News: from issues to stories

02 Jul 2002
The sole purpose of TERI Newswire is to supply news on energy and the environment, focusing on India. We do this by selecting news items from all the main dailies published from 11 cities in India. As we have been doing this for nearly 8 years, it might not be out of place to reflect broadly on what is news beyond the old chestnuts about a man biting a dog being news (but not a dog biting a man) and about the word representing the four directions, namely the north, the east, the west, and the south. Despite their claims to objectivity, newspapers are far from objective-they cannot be, in as much as they are forced to select what they publish given the constraints of time and space.
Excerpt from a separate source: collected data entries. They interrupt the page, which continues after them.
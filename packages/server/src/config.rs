//! Runtime configuration loaded from the environment.

use std::{env, fmt::Display, str::FromStr};

use tracing::{info, warn};

/// Server configuration with logged defaults.
#[derive(Debug, Clone)]
pub struct Config {
    pub port: u16,
    pub jwt_secret: String,
    pub db_endpoint: String,
    /// Drain cadence of the queue worker, in milliseconds.
    pub queue_tick_ms: u64,
    /// Capacity of the insert-metrics ring.
    pub metrics_capacity: usize,
    pub default_admin_email: String,
    pub default_admin_password: String,
}

impl Config {
    pub fn load() -> Self {
        Self {
            port: try_load("PORT", "3000"),
            jwt_secret: try_load("JWT_SECRET", "school-admin-dev-secret"),
            db_endpoint: try_load("DB_ENDPOINT", "mem://"),
            queue_tick_ms: try_load("QUEUE_TICK_MS", "150"),
            metrics_capacity: try_load("METRICS_CAPACITY", "200"),
            default_admin_email: try_load("DEFAULT_ADMIN_EMAIL", "admin@school.local"),
            default_admin_password: try_load("DEFAULT_ADMIN_PASSWORD", "admin123"),
        }
    }
}

fn var(key: &str) -> Result<String, ()> {
    env::var(key).map_err(|_| {
        warn!("Environment variable {key} not found, using default");
    })
}

fn try_load<T: FromStr>(key: &str, default: &str) -> T
where
    T::Err: Display,
{
    var(key)
        .unwrap_or_else(|_| {
            info!("{key} not set, using default: {default}");
            default.to_string()
        })
        .parse()
        .map_err(|e| {
            warn!("Invalid {key} value: {e}");
        })
        .expect("Environment misconfigured!")
}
And most of the time, they select out of what is available from the stories filed by their correspondents, who are in turn constrained by the limits of their resources of time, access, contacts, language, prior knowledge, and so on. A correspondent cannot be at two places at the same time; may well have better contacts in one place than in another; may know one subject better than another; and so on-and the stories he files, therefore, are likely to be different from what she files. If correspondents are directed to cover certain stories, then it again represents the choices made by their superiors, for whatever reasons. The argument so far is that there are potential news items 'out there' and that selecting some out of many of these brings in an element of subjectivity. But news is not just so many pebbles on a beach: rather, it is castles built in sand to stretch the analogy a little-the act of writing up a news story creates one. This, then, is the origin of the sort of stories that go on to make up TERI Newswire, and the mixture that we come up with each fortnight is what our readers seem to like-at least they are not complaining.